Collecting pictures using Instagram API
2/2/2014, 12:33:00 PM
Instagram has an API. That’s good. But its document was a little bit confusing to me. This is how I ended up implementing Perl code that populates Instagram pictures that have a hashtag of my interest.
First confusion - is authentication required or not?
To get information of pictures with a hashtag, Instagram API offers “Tag” endpoints. The document about Tag endpoints says though it requires authentication, thus requires access_token parameter. But wait, whose access_token does it require, when all I want is information about publicly viewable photos with a hashtag?
I thought it didn’t make sense to give my own access_token that does work on behalf of my own user account. Or any user account. My intention was to implement a backend service that works periodically to collect pictures with certain hashtags. I just ignored the document and just gave my app’s client_id that I generated on Instagram console.

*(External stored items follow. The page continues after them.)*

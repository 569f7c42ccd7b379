//! WebSocket handler: preview hub and strategy notifications.
//!
//! DESIGN
//! ======
//! On upgrade, generates a client ID and enters a `select!` loop:
//! - Incoming client frames → decode + dispatch by syscall prefix
//! - Frames pushed by the hub (snapshots, ready notices, strategy changes)
//!   → forward to client
//!
//! Handler functions validate, call the service, and return an `Outcome`.
//! The dispatch layer turns outcomes into reply frames. Pushes to other
//! sockets happen inside the services (`preview::publish`,
//! `realtime::notify_strategy_changed`).
//!
//! WIRE FORMAT
//! ===========
//! Binary messages are protobuf frames, text messages are JSON frames. The
//! socket answers in the format the client last used; before the first
//! inbound message that is `?format=text` or binary.
//!
//! LIFECYCLE
//! =========
//! 1. Upgrade → send `session:connected` with `client_id`
//! 2. `preview:join` / `strategy:subscribe` register the socket's queue
//! 3. Close → part the preview room, drop the strategy subscription

use std::collections::HashMap;

use axum::extract::ws::{Message, WebSocket, WebSocketUpgrade};
use axum::extract::{Query, State};
use axum::response::Response;
use landing::{CreatorProfile, PREVIEW_PROTOCOL_VERSION, resolve_theme};
use serde_json::Value;
use tokio::sync::mpsc;
use tracing::{info, warn};
use uuid::Uuid;

use crate::frame::{Data, ErrorCode, Frame, Status};
use crate::services::preview::{self, PreviewError, PreviewRole};
use crate::services::realtime;
use crate::state::AppState;

// =============================================================================
// OUTCOME
// =============================================================================

/// Result returned by handler functions. Handlers never write to the socket.
enum Outcome {
    /// Send done+data to sender.
    Reply(Data),
    /// Send empty done to sender.
    Done,
}

#[derive(Debug, Clone, Copy, PartialEq, Eq)]
pub enum WireFormat {
    Binary,
    Text,
}

/// Per-connection state.
pub struct Session {
    pub client_id: Uuid,
    pub tx: mpsc::Sender<Frame>,
    pub preview: Option<(Uuid, PreviewRole)>,
    pub strategy_subscribed: bool,
}

impl Session {
    #[must_use]
    pub fn new(client_id: Uuid, tx: mpsc::Sender<Frame>) -> Self {
        Self { client_id, tx, preview: None, strategy_subscribed: false }
    }

    /// Leave the preview room and drop the strategy subscription.
    pub async fn cleanup(&mut self, state: &AppState) {
        self.leave_preview(state).await;
        if self.strategy_subscribed {
            realtime::unsubscribe(state, self.client_id).await;
            self.strategy_subscribed = false;
        }
    }

    async fn leave_preview(&mut self, state: &AppState) {
        if let Some((creator_id, _)) = self.preview.take() {
            preview::part(state, creator_id, self.client_id).await;
        }
    }
}

// =============================================================================
// UPGRADE
// =============================================================================

pub async fn handle_ws(
    State(state): State<AppState>,
    Query(params): Query<HashMap<String, String>>,
    ws: WebSocketUpgrade,
) -> Response {
    let format = match params.get("format").map(String::as_str) {
        Some("text") => WireFormat::Text,
        _ => WireFormat::Binary,
    };
    ws.on_upgrade(move |socket| run_ws(socket, state, format))
}

// =============================================================================
// CONNECTION
// =============================================================================

async fn run_ws(mut socket: WebSocket, state: AppState, mut format: WireFormat) {
    let client_id = Uuid::new_v4();
    let (client_tx, mut client_rx) = mpsc::channel::<Frame>(state.settings.ws_client_queue);
    let mut session = Session::new(client_id, client_tx);

    let welcome = Frame::push("session:connected", Data::new()).with_data("client_id", client_id.to_string());
    if send_frame(&mut socket, format, &welcome).await.is_err() {
        return;
    }

    info!(%client_id, "ws: client connected");

    loop {
        tokio::select! {
            msg = socket.recv() => {
                let Some(Ok(msg)) = msg else { break };
                let replies = match msg {
                    Message::Binary(bytes) => {
                        format = WireFormat::Binary;
                        process_inbound_binary(&state, &mut session, &bytes).await
                    }
                    Message::Text(text) => {
                        format = WireFormat::Text;
                        process_inbound_text(&state, &mut session, text.as_str()).await
                    }
                    Message::Close(_) => break,
                    _ => continue,
                };
                for frame in replies {
                    let _ = send_frame(&mut socket, format, &frame).await;
                }
            }
            Some(frame) = client_rx.recv() => {
                if send_frame(&mut socket, format, &frame).await.is_err() {
                    break;
                }
            }
        }
    }

    session.cleanup(&state).await;
    info!(%client_id, "ws: client disconnected");
}

// =============================================================================
// FRAME DISPATCH
// =============================================================================

/// Decode and process one binary (protobuf) frame; returns frames for the sender.
pub async fn process_inbound_binary(state: &AppState, session: &mut Session, bytes: &[u8]) -> Vec<Frame> {
    process_inbound(state, session, frames::decode_frame(bytes)).await
}

/// Decode and process one text (JSON) frame; returns frames for the sender.
pub async fn process_inbound_text(state: &AppState, session: &mut Session, text: &str) -> Vec<Frame> {
    process_inbound(state, session, frames::decode_text_frame(text)).await
}

async fn process_inbound(
    state: &AppState,
    session: &mut Session,
    decoded: Result<frames::Frame, frames::CodecError>,
) -> Vec<Frame> {
    let client_id = session.client_id;
    let wire = match decoded {
        Ok(wire) => wire,
        Err(e) => {
            warn!(%client_id, error = %e, "ws: invalid inbound frame");
            return vec![gateway_error(format!("invalid frame: {e}"), "E_FRAME_DECODE")];
        }
    };
    let mut req = match Frame::try_from(wire) {
        Ok(req) => req,
        Err(e) => {
            warn!(%client_id, error = %e, "ws: invalid inbound frame");
            return vec![gateway_error(e.to_string(), e.error_code())];
        }
    };

    req.from = Some(client_id.to_string());
    info!(%client_id, id = %req.id, syscall = %req.syscall, status = ?req.status, "ws: recv frame");

    let result = match req.prefix() {
        "preview" => handle_preview(state, session, &req).await,
        "strategy" => handle_strategy(state, session, &req).await,
        "session" if req.op() == "ping" => Ok(Outcome::Done),
        prefix => Err(req.error(format!("unknown prefix: {prefix}"))),
    };

    match result {
        Ok(Outcome::Reply(data)) => vec![req.done_with(data)],
        Ok(Outcome::Done) => vec![req.done()],
        Err(err_frame) => vec![err_frame],
    }
}

fn gateway_error(message: String, code: &'static str) -> Frame {
    Frame::push("gateway:error", Data::new())
        .with_data(crate::frame::FRAME_MESSAGE, message)
        .with_data(crate::frame::FRAME_CODE, code)
}

// =============================================================================
// PREVIEW HANDLERS
// =============================================================================

async fn handle_preview(state: &AppState, session: &mut Session, req: &Frame) -> Result<Outcome, Frame> {
    match req.op() {
        "join" => {
            let Some(creator_id) = req.creator_id.or_else(|| req.data_uuid("creator_id")) else {
                return Err(req.error("creator_id required"));
            };
            let role = PreviewRole::parse(req.data_str("role").unwrap_or("surface")).map_err(|e| req.error_from(&e))?;

            session.leave_preview(state).await;
            let last = preview::join(state, creator_id, session.client_id, role, session.tx.clone()).await;
            session.preview = Some((creator_id, role));

            let mut data = Data::new();
            data.insert("creator_id".into(), Value::String(creator_id.to_string()));
            data.insert("role".into(), Value::String(role.as_str().into()));
            data.insert("seq".into(), Value::from(last.as_ref().map_or(0, |e| e.seq)));
            if let Some(envelope) = last.filter(|_| role == PreviewRole::Surface) {
                let snapshot = envelope.to_json().map_err(|e| req.error_from(&PreviewError::from(e)))?;
                data.insert("snapshot".into(), snapshot);
            }
            Ok(Outcome::Reply(data))
        }
        "part" => {
            session.leave_preview(state).await;
            Ok(Outcome::Done)
        }
        "update" => {
            let creator_id = joined_as(session, PreviewRole::Editor).map_err(|e| req.error_from(&e))?;
            if let Some(got) = req.data.get("version").and_then(Value::as_u64)
                && got != u64::from(PREVIEW_PROTOCOL_VERSION)
            {
                let err = PreviewError::from(landing::PreviewError::UnsupportedVersion {
                    got,
                    expected: PREVIEW_PROTOCOL_VERSION,
                });
                return Err(req.error_from(&err));
            }
            let theme = resolve_theme(req.data.get("theme").unwrap_or(&Value::Null));
            let Some(raw_creator) = req.data.get("creatorData") else {
                return Err(req.error("creatorData required"));
            };
            let creator: CreatorProfile = serde_json::from_value(raw_creator.clone())
                .map_err(|e| req.error(format!("invalid creatorData: {e}")))?;

            let receipt = preview::publish(state, creator_id, session.client_id, theme, creator)
                .await
                .map_err(|e| req.error_from(&e))?;
            Ok(Outcome::Reply(preview::receipt_data(receipt)))
        }
        "ready" => {
            let creator_id = joined_as(session, PreviewRole::Surface).map_err(|e| req.error_from(&e))?;
            let notified = preview::ready(state, creator_id, session.client_id).await.map_err(|e| req.error_from(&e))?;
            let mut data = Data::new();
            data.insert("notified".into(), Value::from(notified));
            Ok(Outcome::Reply(data))
        }
        op => Err(req.error(format!("unknown preview op: {op}"))),
    }
}

fn joined_as(session: &Session, role: PreviewRole) -> Result<Uuid, PreviewError> {
    match session.preview {
        Some((creator_id, joined)) if joined == role => Ok(creator_id),
        Some((creator_id, _)) => Err(PreviewError::NotJoined(creator_id, role.as_str())),
        None => Err(PreviewError::NotJoined(Uuid::nil(), role.as_str())),
    }
}

// =============================================================================
// STRATEGY HANDLERS
// =============================================================================

async fn handle_strategy(state: &AppState, session: &mut Session, req: &Frame) -> Result<Outcome, Frame> {
    match req.op() {
        "subscribe" => {
            realtime::subscribe(state, session.client_id, session.tx.clone()).await;
            session.strategy_subscribed = true;
            Ok(Outcome::Done)
        }
        "unsubscribe" => {
            realtime::unsubscribe(state, session.client_id).await;
            session.strategy_subscribed = false;
            Ok(Outcome::Done)
        }
        op => Err(req.error(format!("unknown strategy op: {op}"))),
    }
}

// =============================================================================
// HELPERS
// =============================================================================

/// Encode a frame for the socket's current wire format. `None` when the
/// frame cannot be encoded as JSON.
#[must_use]
pub fn encode_message(format: WireFormat, frame: &Frame) -> Option<Message> {
    let wire = frames::Frame::from(frame);
    match format {
        WireFormat::Binary => Some(Message::Binary(frames::encode_frame(&wire).into())),
        WireFormat::Text => match frames::encode_text_frame(&wire) {
            Ok(json) => Some(Message::Text(json.into())),
            Err(e) => {
                warn!(error = %e, "ws: failed to serialize frame");
                None
            }
        },
    }
}

async fn send_frame(socket: &mut WebSocket, format: WireFormat, frame: &Frame) -> Result<(), ()> {
    if frame.status == Status::Error {
        let code = frame.data_str(crate::frame::FRAME_CODE).unwrap_or("-");
        let message = frame.data_str(crate::frame::FRAME_MESSAGE).unwrap_or("-");
        warn!(id = %frame.id, syscall = %frame.syscall, code, message, "ws: send frame status=Error");
    } else {
        info!(id = %frame.id, syscall = %frame.syscall, status = ?frame.status, "ws: send frame");
    }
    let message = encode_message(format, frame).ok_or(())?;
    socket.send(message).await.map_err(|_| ())
}

#[cfg(test)]
#[path = "ws_test.rs"]
mod tests;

As expected, it worked.
Point #1: you probably don’t need access_token and all of those pita steps to get OAuth2 access token from a user account.
Second confusion: how do I paginate the results to get more results?
Twitter API does a great job by offering since_id and max_id parameters, so we as a client developer doesn’t have to consider duplicated tweets from two result sets from API calls. Twitter documentation about “Working with Timelines” is really well written and easy to understand what we should do.
Since Instagram offers same type of data that is a stream of posts ordered by pictures posted descending, it has similar pagination parameters; it is only more confusing.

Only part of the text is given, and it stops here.